1.3.15 "SEC Documents" shall mean the Company's latest Form 10-K or 10-KSB
as of the time in question, all Forms 10-Q or 10-QSB and 8-K filed thereafter,
and the Proxy Statement for its latest fiscal year as of the time in question
until such time as the Company no longer has an obligation to maintain the
effectiveness of a Registration Statement as set forth in the Registration
Rights Agreement.
1.3.16 "Shares" shall mean, collectively, the shares of Common Stock of the
Company being subscribed for hereunder and those shares of Common Stock issuable
to the Investor upon exercise of the Warrants.
1.3.17 "Units" shall mean the Common Stock and the Warrants collectively.

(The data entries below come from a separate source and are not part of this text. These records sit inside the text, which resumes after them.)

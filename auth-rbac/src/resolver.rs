use crate::models::{Grant, Role, RoleId};
use serde::Serialize;
use std::collections::{HashMap, HashSet};
use tracing::debug;

/// Id → role lookup over a role collection, built once per resolution
pub struct RoleIndex<'a> {
    by_id: HashMap<&'a str, &'a Role>,
}

impl<'a> RoleIndex<'a> {
    /// Later records win when ids repeat
    pub fn new(roles: &'a [Role]) -> Self {
        let by_id = roles.iter().map(|role| (role.id.as_str(), role)).collect();
        Self { by_id }
    }

    pub fn get(&self, id: &str) -> Option<&'a Role> {
        self.by_id.get(id).copied()
    }

    pub fn contains(&self, id: &str) -> bool {
        self.by_id.contains_key(id)
    }

    pub fn len(&self) -> usize {
        self.by_id.len()
    }

    pub fn is_empty(&self) -> bool {
        self.by_id.is_empty()
    }
}

/// An effective grant and the role that contributed it
#[derive(Debug, Clone, PartialEq, Eq, Serialize)]
pub struct ResolvedGrant {
    pub grant: Grant,
    pub source: RoleId,
}

/// Every grant reachable from `role_id` through `inherits`, deduplicated by
/// `(action, subject)`.
///
/// Order is unspecified. Cycles, self references and ids missing from
/// `roles` are tolerated; a missing seed yields no grants.
pub fn resolve_effective_grants(role_id: Option<&RoleId>, roles: &[Role]) -> Vec<Grant> {
    resolve_with_provenance(role_id, roles)
        .into_iter()
        .map(|resolved| resolved.grant)
        .collect()
}

/// Like [`resolve_effective_grants`], keeping the contributing role of each
/// grant. When two roles contribute the same pair, the first one reached is
/// kept.
pub fn resolve_with_provenance(role_id: Option<&RoleId>, roles: &[Role]) -> Vec<ResolvedGrant> {
    let Some(seed) = role_id else {
        return Vec::new();
    };
    if roles.is_empty() {
        return Vec::new();
    }

    let index = RoleIndex::new(roles);
    resolve_in_index(seed, &index)
}

/// Traversal over a prebuilt index
pub fn resolve_in_index(seed: &RoleId, index: &RoleIndex<'_>) -> Vec<ResolvedGrant> {
    let mut visited: HashSet<&str> = HashSet::new();
    let mut to_visit: Vec<&str> = vec![seed.as_str()];
    let mut seen: HashSet<(&str, &str)> = HashSet::new();
    let mut resolved = Vec::new();

    while let Some(id) = to_visit.pop() {
        if !visited.insert(id) {
            continue;
        }

        let Some(role) = index.get(id) else {
            debug!(role_id = %id, "Skipping role missing from role graph");
            continue;
        };

        for grant in role.grants() {
            if seen.insert(grant.key()) {
                resolved.push(ResolvedGrant {
                    grant: grant.clone(),
                    source: role.id.clone(),
                });
            }
        }

        to_visit.extend(
            role.inherits()
                .iter()
                .map(RoleId::as_str)
                .filter(|inherited| !visited.contains(inherited)),
        );
    }

    resolved
}

#[cfg(test)]
mod tests {
    use super::*;
    use std::collections::HashSet;

    fn id(value: &str) -> RoleId {
        RoleId::from(value)
    }

    fn as_set(grants: &[Grant]) -> HashSet<Grant> {
        grants.iter().cloned().collect()
    }

    #[test]
    fn test_no_seed_or_no_roles() {
        let roles = vec![Role::new("r1", "Admin").with_grant("manage", "all")];
        assert!(resolve_effective_grants(None, &roles).is_empty());
        assert!(resolve_effective_grants(Some(&id("r1")), &[]).is_empty());
    }

    #[test]
    fn test_direct_grants_only() {
        let roles = vec![Role::new("r1", "Viewer").with_grant("read", "screen")];
        let grants = resolve_effective_grants(Some(&id("r1")), &roles);
        assert_eq!(grants, vec![Grant::new("read", "screen")]);
    }

    #[test]
    fn test_transitive_inheritance() {
        let roles = vec![
            Role::new("a", "A").inheriting("b"),
            Role::new("b", "B").inheriting("c"),
            Role::new("c", "C").with_grant("read", "media"),
        ];
        let grants = resolve_effective_grants(Some(&id("a")), &roles);
        assert!(grants.contains(&Grant::new("read", "media")));
        assert_eq!(grants.len(), 1);
    }

    #[test]
    fn test_two_role_cycle() {
        let roles = vec![
            Role::new("a", "A").with_grant("read", "screen").inheriting("b"),
            Role::new("b", "B").with_grant("update", "media").inheriting("a"),
        ];
        let expected: HashSet<Grant> =
            [Grant::new("read", "screen"), Grant::new("update", "media")].into();

        for seed in ["a", "b"] {
            let grants = resolve_effective_grants(Some(&id(seed)), &roles);
            assert_eq!(grants.len(), 2);
            assert_eq!(as_set(&grants), expected);
        }
    }

    #[test]
    fn test_self_inheritance() {
        let roles = vec![Role::new("a", "A")
            .with_grant("read", "schedule")
            .inheriting("a")
            .inheriting("a")];
        let grants = resolve_effective_grants(Some(&id("a")), &roles);
        assert_eq!(grants, vec![Grant::new("read", "schedule")]);
    }

    #[test]
    fn test_deduplicates_across_chain() {
        let roles = vec![
            Role::new("a", "A").with_grant("update", "screen").inheriting("b"),
            Role::new("b", "B")
                .with_grant("update", "screen")
                .with_grant("update", "screen"),
        ];
        let grants = resolve_effective_grants(Some(&id("a")), &roles);
        assert_eq!(grants, vec![Grant::new("update", "screen")]);
    }

    #[test]
    fn test_dangling_reference_ignored() {
        let roles = vec![
            Role::new("a", "A")
                .with_grant("read", "screen")
                .inheriting("ghost")
                .inheriting("b"),
            Role::new("b", "B").with_grant("read", "media"),
        ];
        let grants = resolve_effective_grants(Some(&id("a")), &roles);
        assert_eq!(
            as_set(&grants),
            HashSet::from([Grant::new("read", "screen"), Grant::new("read", "media")])
        );
    }

    #[test]
    fn test_unknown_seed_yields_nothing() {
        let roles = vec![Role::new("a", "A").with_grant("read", "screen")];
        assert!(resolve_effective_grants(Some(&id("zzz")), &roles).is_empty());
    }

    #[test]
    fn test_missing_permission_block_contributes_nothing() {
        let roles = vec![
            Role::new("a", "A").inheriting("b"),
            Role::new("b", "B"),
        ];
        assert!(resolve_effective_grants(Some(&id("a")), &roles).is_empty());
    }

    #[test]
    fn test_provenance_keeps_first_contributor() {
        let roles = vec![
            Role::new("a", "A").with_grant("read", "screen").inheriting("b"),
            Role::new("b", "B")
                .with_grant("read", "screen")
                .with_grant("delete", "media"),
        ];
        let resolved = resolve_with_provenance(Some(&id("a")), &roles);
        let sources: HashMap<String, String> = resolved
            .iter()
            .map(|r| (r.grant.to_string(), r.source.to_string()))
            .collect();

        assert_eq!(sources.len(), 2);
        assert_eq!(sources["read:screen"], "a");
        assert_eq!(sources["delete:media"], "b");
    }

    #[test]
    fn test_deep_chain_does_not_recurse() {
        let depth = 20_000;
        let roles: Vec<Role> = (0..depth)
            .map(|i| {
                let role = Role::new(&format!("r{i}"), &format!("Role {i}"));
                if i + 1 < depth {
                    role.inheriting(&format!("r{}", i + 1))
                } else {
                    role.with_grant("read", "screen")
                }
            })
            .collect();

        let grants = resolve_effective_grants(Some(&id("r0")), &roles);
        assert_eq!(grants, vec![Grant::new("read", "screen")]);
    }
}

1.3.18 "Warrants" shall mean the Common Stock purchase warrants in the form
attached hereto Exhibit
ARTICLE II
SALE AND PURCHASE OF Renegade Venture Corporation's UNITS AND PURCHASE PRICE
2.1 Sale of Renegade Venture Corporation Units Upon the terms and subject to the
conditions set forth herein, and in accordance with applicable law, the Company
agrees to sell, and the Investors, severally and not jointly, agree to purchase
the following Units with an aggregate principal amount of Three million two
hundred and sixty four thousand dollars in accordance with the commitments set
forth on Schedule A attached hereto, at the Purchase Price on the Closing Date,
each Unit consisting of:
2.1.1 Common Stock Simultaneous with the execution and delivery of this
Agreement and the Company's receipt of the Purchase Price (as described herein),
each Investor shall execute a Registration Rights Agreement and receive shares
of Common Stock of the Company at a price of $ per share. The Company shall
register those shares of Common Stock pursuant to the terms and conditions of a
Registration Rights Agreement attached hereto as Exhibit The Registration Rights
Agreement shall include, but not be limited to, such terms and conditions as the
immediate registration of the shares of Common Stock sold hereunder, one demand
right if all the shares of Common Stock sold hereunder are not registered or the
Registration Statement is subsequently not effective, unlimited "piggy back"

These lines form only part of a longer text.